The β-configuration of the rhamnosidic linkage in salmonella serogroups C 2 and C 3, lipopolysaccharide is important for the immunochemistry of the o-antigen 8

Abstract

Pairs of synthetic di- and trisaccharide-polyacrylamide (PAA) conjugates, isomers in configuration of the rhamnose residue and related to the sequence abequosyl-(α 1–3)-rhamnosyl-(β 1–2)-mannose (ARM), found in Salmonella serogroup C 2 (O-antigens 6,8) and C 3 (O-antigens 8,20) lipopolysaccharides, have been used as coating antigens and inhibitors in enzyme immunoassay to evaluate the immunochemical importance of the β-rhamnosidic linkage in the O-antigen 8. In each pair, the reaction with the factor O:6,8 serum was more pronounced for the synthetic antigen with the β-rhamnosidic linkage. The ARM-PAA conjugate with the β-rhamnosidic linkage was found to be 2000 fold more efficient as inhibitor of binding of the factor O:6,8 serum to the ARβM-PAA conjugate as compared to the α-linked analogue.
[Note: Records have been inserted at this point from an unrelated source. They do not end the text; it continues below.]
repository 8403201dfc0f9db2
//! ESP application image format: header parsing, whole-image verification
//! and a builder for well-formed images.
//!
//! Layout: a 24-byte header, `segment_count` segments of
//! `{load_addr: u32, data_len: u32, data}`, zero padding up to the byte before
//! a 16-byte boundary, one XOR checksum byte and, when the header's
//! `hash_appended` flag is set, a SHA-256 of everything before it.

use serde::Serialize;
use sha2::{Digest, Sha256};
use thiserror::Error;

/// First byte of every application image.
pub const ESP_IMAGE_HEADER_MAGIC: u8 = 0xE9;
/// Fixed size of the image header.
pub const HEADER_LEN: usize = 24;
/// Size of a segment header (`load_addr` + `data_len`).
pub const SEGMENT_HEADER_LEN: usize = 8;
/// Upper bound the bootloader accepts for `segment_count`.
pub const MAX_SEGMENTS: u8 = 16;
/// Seed of the segment-data XOR checksum.
pub const CHECKSUM_SEED: u8 = 0xEF;
/// Length of the appended SHA-256 digest.
pub const HASH_LEN: usize = 32;

#[derive(Error, Debug, Clone, Copy, PartialEq, Eq)]
pub enum HeaderError {
    #[error("header needs {needed} bytes, got {got}")]
    Truncated { needed: usize, got: usize },

    #[error("bad magic 0x{found:02x} (expected 0x{:02x})", ESP_IMAGE_HEADER_MAGIC)]
    BadMagic { found: u8 },
}

#[derive(Error, Debug, Clone, PartialEq, Eq)]
pub enum ImageError {
    #[error(transparent)]
    Header(#[from] HeaderError),

    #[error("segment count {0} out of range")]
    BadSegmentCount(u8),

    #[error("image truncated at offset {offset} (length {len})")]
    Truncated { offset: usize, len: usize },

    #[error("checksum mismatch: computed 0x{computed:02x}, stored 0x{stored:02x}")]
    ChecksumMismatch { computed: u8, stored: u8 },

    #[error("appended SHA-256 does not match image contents")]
    HashMismatch,

    #[error("image ends at {image_len} bytes but {written} were written")]
    SizeMismatch { image_len: usize, written: usize },
}

/// The fixed header at the start of an application image.
#[derive(Debug, Clone, Copy, PartialEq, Eq, Serialize)]
pub struct FirmwareHeader {
    pub magic: u8,
    pub segment_count: u8,
    pub spi_mode: u8,
    pub spi_speed_size: u8,
    pub entry_addr: u32,
    pub wp_pin: u8,
    pub spi_pin_drv: [u8; 3],
    pub chip_id: u16,
    pub min_chip_rev: u8,
    pub min_chip_rev_full: u16,
    pub max_chip_rev_full: u16,
    pub hash_appended: bool,
}

fn le_u16(buf: &[u8], at: usize) -> u16 {
    u16::from_le_bytes([buf[at], buf[at + 1]])
}

fn le_u32(buf: &[u8], at: usize) -> u32 {
    u32::from_le_bytes([buf[at], buf[at + 1], buf[at + 2], buf[at + 3]])
}

impl FirmwareHeader {
    /// Parse the header from the start of `buf`.
    ///
    /// Fails with [`HeaderError::Truncated`] rather than reading past a short
    /// buffer; callers holding a partial first chunk should receive more and
    /// retry.
    pub fn parse(buf: &[u8]) -> Result<Self, HeaderError> {
        if buf.len() < HEADER_LEN {
            return Err(HeaderError::Truncated { needed: HEADER_LEN, got: buf.len() });
        }
        if buf[0] != ESP_IMAGE_HEADER_MAGIC {
            return Err(HeaderError::BadMagic { found: buf[0] });
        }
        Ok(Self {
            magic: buf[0],
            segment_count: buf[1],
            spi_mode: buf[2],
            spi_speed_size: buf[3],
            entry_addr: le_u32(buf, 4),
            wp_pin: buf[8],
            spi_pin_drv: [buf[9], buf[10], buf[11]],
            chip_id: le_u16(buf, 12),
            min_chip_rev: buf[14],
            min_chip_rev_full: le_u16(buf, 15),
            max_chip_rev_full: le_u16(buf, 17),
            // 19..23 reserved
            hash_appended: buf[23] == 1,
        })
    }

    pub fn to_bytes(&self) -> [u8; HEADER_LEN] {
        let mut out = [0u8; HEADER_LEN];
        out[0] = self.magic;
        out[1] = self.segment_count;
        out[2] = self.spi_mode;
        out[3] = self.spi_speed_size;
        out[4..8].copy_from_slice(&self.entry_addr.to_le_bytes());
        out[8] = self.wp_pin;
        out[9..12].copy_from_slice(&self.spi_pin_drv);
        out[12..14].copy_from_slice(&self.chip_id.to_le_bytes());
        out[14] = self.min_chip_rev;
        out[15..17].copy_from_slice(&self.min_chip_rev_full.to_le_bytes());
        out[17..19].copy_from_slice(&self.max_chip_rev_full.to_le_bytes());
        out[23] = u8::from(self.hash_appended);
        out
    }
}

impl Default for FirmwareHeader {
    fn default() -> Self {
        Self {
            magic: ESP_IMAGE_HEADER_MAGIC,
            segment_count: 0,
            spi_mode: 2,         // DIO
            spi_speed_size: 0x2f, // 4MB, 80MHz
            entry_addr: 0x4037_5a5c,
            wp_pin: 0xee,
            spi_pin_drv: [0; 3],
            chip_id: 9, // ESP32-S3
            min_chip_rev: 0,
            min_chip_rev_full: 0,
            max_chip_rev_full: 99,
            hash_appended: true,
        }
    }
}

#[derive(Debug, Clone, Copy, PartialEq, Eq, Serialize)]
pub struct SegmentInfo {
    pub load_addr: u32,
    pub offset: usize,
    pub len: usize,
}

/// Result of a successful [`verify`].
#[derive(Debug, Clone, PartialEq, Eq, Serialize)]
pub struct ImageSummary {
    pub header: FirmwareHeader,
    pub segments: Vec<SegmentInfo>,
    pub checksum: u8,
    pub image_len: usize,
    pub sha256: Option<[u8; HASH_LEN]>,
}

/// Position of the checksum byte for segment data ending at `end`.
fn checksum_pos(end: usize) -> usize {
    end + (15 - end % 16)
}

/// Verify a complete image: segment walk, checksum, optional appended hash,
/// and that the image structure accounts for exactly `image.len()` bytes.
pub fn verify(image: &[u8]) -> Result<ImageSummary, ImageError> {
    let header = FirmwareHeader::parse(image)?;
    if header.segment_count == 0 || header.segment_count > MAX_SEGMENTS {
        return Err(ImageError::BadSegmentCount(header.segment_count));
    }

    let len = image.len();
    let mut offset = HEADER_LEN;
    let mut checksum = CHECKSUM_SEED;
    let mut segments = Vec::with_capacity(header.segment_count as usize);

    for _ in 0..header.segment_count {
        if offset + SEGMENT_HEADER_LEN > len {
            return Err(ImageError::Truncated { offset, len });
        }
        let load_addr = le_u32(image, offset);
        let data_len = le_u32(image, offset + 4) as usize;
        offset += SEGMENT_HEADER_LEN;

        let Some(data) = image.get(offset..offset.saturating_add(data_len)) else {
            return Err(ImageError::Truncated { offset, len });
        };
        checksum = data.iter().fold(checksum, |acc, b| acc ^ b);
        segments.push(SegmentInfo { load_addr, offset, len: data_len });
        offset += data_len;
    }

    let pos = checksum_pos(offset);
    let Some(&stored) = image.get(pos) else {
        return Err(ImageError::Truncated { offset: pos, len });
    };
    if stored != checksum {
        return Err(ImageError::ChecksumMismatch { computed: checksum, stored });
    }
    let mut end = pos + 1;

    let mut sha256 = None;
    if header.hash_appended {
        let Some(appended) = image.get(end..end + HASH_LEN) else {
            return Err(ImageError::Truncated { offset: end, len });
        };
        let digest: [u8; HASH_LEN] = Sha256::digest(&image[..end]).into();
        if digest.as_slice() != appended {
            return Err(ImageError::HashMismatch);
        }
        sha256 = Some(digest);
        end += HASH_LEN;
    }

    if end != len {
        return Err(ImageError::SizeMismatch { image_len: end, written: len });
    }

    Ok(ImageSummary { header, segments, checksum, image_len: end, sha256 })
}

/// Produces well-formed application images.
#[derive(Debug, Clone, Default)]
pub struct ImageBuilder {
    header: FirmwareHeader,
    segments: Vec<(u32, Vec<u8>)>,
}

impl ImageBuilder {
    pub fn new() -> Self {
        Self::default()
    }

    pub fn entry_addr(mut self, addr: u32) -> Self {
        self.header.entry_addr = addr;
        self
    }

    pub fn hash_appended(mut self, on: bool) -> Self {
        self.header.hash_appended = on;
        self
    }

    pub fn segment(mut self, load_addr: u32, data: Vec<u8>) -> Self {
        self.segments.push((load_addr, data));
        self
    }

    /// Single-segment image of exactly `total_len` bytes.
    ///
    /// `total_len` must be a multiple of 16 and leave room for the header,
    /// one segment header, the checksum block and the hash when enabled.
    pub fn sized(total_len: usize, hash_appended: bool) -> Option<Vec<u8>> {
        let hash = if hash_appended { HASH_LEN } else { 0 };
        let overhead = HEADER_LEN + SEGMENT_HEADER_LEN + 16 + hash;
        if total_len % 16 != 0 || total_len < overhead {
            return None;
        }
        let data = (0..total_len - overhead)
            .map(|i| (i.wrapping_mul(31).wrapping_add(7)) as u8)
            .collect();
        Some(
            Self::new()
                .hash_appended(hash_appended)
                .segment(0x3c00_0020, data)
                .build(),
        )
    }

    pub fn build(&self) -> Vec<u8> {
        let mut header = self.header;
        header.segment_count = self.segments.len() as u8;

        let mut out = header.to_bytes().to_vec();
        let mut checksum = CHECKSUM_SEED;
        for (load_addr, data) in &self.segments {
            out.extend_from_slice(&load_addr.to_le_bytes());
            out.extend_from_slice(&(data.len() as u32).to_le_bytes());
            out.extend_from_slice(data);
            checksum = data.iter().fold(checksum, |acc, b| acc ^ b);
        }
        out.resize(checksum_pos(out.len()), 0);
        out.push(checksum);

        if header.hash_appended {
            let digest = Sha256::digest(&out);
            out.extend_from_slice(&digest);
        }
        out
    }
}
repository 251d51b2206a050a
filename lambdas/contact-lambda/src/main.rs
mod http_handler;

use std::sync::Arc;

use contact_shared::{AppState, ContactConfig};
use lambda_http::{run, service_fn, Error};
use tracing_subscriber::EnvFilter;

#[tokio::main]
async fn main() -> Result<(), Error> {
    // JSON logs for CloudWatch; it stamps its own time and we do not need targets
    tracing_subscriber::fmt()
        .with_env_filter(
            EnvFilter::try_from_default_env().unwrap_or_else(|_| EnvFilter::new("info")),
        )
        .json()
        .with_target(false)
        .without_time()
        .init();

    let config = ContactConfig::from_env()?;
    if config.allowed_origin == "*" {
        tracing::warn!("CORS_ALLOW_ORIGIN is '*'; restrict it to the site origin before production");
    }

    let state = Arc::new(AppState::from_config(config).await?);
    tracing::info!(
        provider = state.dispatcher.provider(),
        route = %state.config.route_path,
        "Contact Lambda ready"
    );

    run(service_fn(move |event| {
        let state = Arc::clone(&state);
        async move { http_handler::function_handler(event, state).await }
    }))
    .await
}
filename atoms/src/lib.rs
pub mod contact;
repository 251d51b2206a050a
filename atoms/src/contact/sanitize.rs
//! Denylist sanitizer for contact form text.
//!
//! Strips angle brackets, `javascript:` schemes and inline `on<word>=`
//! handlers, then caps the length. This blunts naive HTML injection in the
//! notification email; it is not an HTML encoder and will not stop a
//! determined attacker.

use std::sync::LazyLock;

use regex::Regex;

pub const MAX_FIELD_CHARS: usize = 5000;

static JS_SCHEME_RE: LazyLock<Regex> =
    LazyLock::new(|| Regex::new(r"(?i)javascript:").expect("Invalid regex"));

static EVENT_HANDLER_RE: LazyLock<Regex> =
    LazyLock::new(|| Regex::new(r"(?i)on[a-z0-9_]+=").expect("Invalid regex"));

/// Sanitize one text field.
///
/// Removing one pattern can splice together another (`javaonx=script:`),
/// so the strip pass repeats until the text stops changing. Each pass that
/// changes anything makes the text shorter, so this terminates. Truncation
/// runs last; a prefix of clean text is still clean.
pub fn sanitize(input: &str) -> String {
    let mut current = strip_once(input);
    loop {
        let next = strip_once(&current);
        if next == current {
            break;
        }
        current = next;
    }

    if current.chars().count() > MAX_FIELD_CHARS {
        current = current.chars().take(MAX_FIELD_CHARS).collect();
    }
    current
}

fn strip_once(input: &str) -> String {
    let without_brackets = input.replace(['<', '>'], "");
    let without_scheme = JS_SCHEME_RE.replace_all(&without_brackets, "");
    EVENT_HANDLER_RE.replace_all(&without_scheme, "").into_owned()
}

#[cfg(test)]
mod tests {
    use proptest::prelude::*;

    use super::*;

    #[test]
    fn strips_angle_brackets() {
        assert_eq!(sanitize("<script>alert(1)</script>"), "scriptalert(1)/script");
    }

    #[test]
    fn strips_javascript_scheme_any_case() {
        assert_eq!(sanitize("click JavaScript:void(0) now"), "click void(0) now");
        assert_eq!(sanitize("JAVASCRIPT:x"), "x");
    }

    #[test]
    fn strips_event_handlers_any_case() {
        assert_eq!(sanitize("img src=x onerror=alert(1)"), "img src=x alert(1)");
        assert_eq!(sanitize("OnMouseOver=steal()"), "steal()");
    }

    #[test]
    fn leaves_plain_text_alone() {
        let text = "Hi, I'd like a quote for 3 pages. Call me on 555-0100.";

        assert_eq!(sanitize(text), text);
    }

    #[test]
    fn bare_on_equals_is_kept() {
        // "on=" has no handler name, so nothing to strip
        assert_eq!(sanitize("turn on= please"), "turn on= please");
    }

    #[test]
    fn spliced_patterns_are_removed() {
        assert_eq!(sanitize("javaonx=script:alert(1)"), "alert(1)");
        assert_eq!(sanitize("java<script:x"), "x");
        assert_eq!(sanitize("o<nload=1"), "1");
    }

    #[test]
    fn truncates_to_max_chars() {
        let long = "é".repeat(MAX_FIELD_CHARS + 100);

        let out = sanitize(&long);

        assert_eq!(out.chars().count(), MAX_FIELD_CHARS);
    }

    #[test]
    fn empty_stays_empty() {
        assert_eq!(sanitize(""), "");
    }

    fn has_event_handler(s: &str) -> bool {
        let lower = s.to_ascii_lowercase();
        lower.match_indices("on").any(|(i, _)| {
            let rest = &lower[i + 2..];
            let word = rest
                .bytes()
                .take_while(|b| b.is_ascii_alphanumeric() || *b == b'_')
                .count();
            word > 0 && rest.as_bytes().get(word) == Some(&b'=')
        })
    }

    proptest! {
        #[test]
        fn sanitize_is_idempotent(input in ".{0,200}") {
            let once = sanitize(&input);
            prop_assert_eq!(sanitize(&once), once);
        }

        #[test]
        fn sanitize_is_idempotent_on_hostile_input(
            input in "([<>]|javascript:|JavaScript:|on[a-z]{1,4}=|java|script:|o|n|=|[a-z ]){0,40}"
        ) {
            let once = sanitize(&input);
            prop_assert_eq!(sanitize(&once), once);
        }

        #[test]
        fn output_has_no_denylisted_patterns(
            input in "([<>]|javascript:|JAVASCRIPT:|on[a-zA-Z]{1,6}=|java|script:|o|n|=|[a-zA-Z0-9 ]){0,40}"
        ) {
            let out = sanitize(&input);
            prop_assert!(!out.contains('<'));
            prop_assert!(!out.contains('>'));
            prop_assert!(!out.to_ascii_lowercase().contains("javascript:"));
            prop_assert!(!has_event_handler(&out));
        }

        #[test]
        fn output_never_exceeds_max_chars(input in ".{0,6000}") {
            prop_assert!(sanitize(&input).chars().count() <= MAX_FIELD_CHARS);
        }
    }
}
The discrepancy in immunochemical behaviour of the α and β -rhamnose containing ARM oligosaccharides can be explained by conformational differences of the oligosaccharides. A slight cross-reactivity observed in the interaction of antiserum against abequosyl-(α 1–3)-mannose, representative of Salmonella O-antigen 4, coupled to BSA, with Salmonella O-factor 8 specific abequosyl-(α 1–3)-rhamnose containing conjugates is due to the common terminal immunodominant sugar, abequose.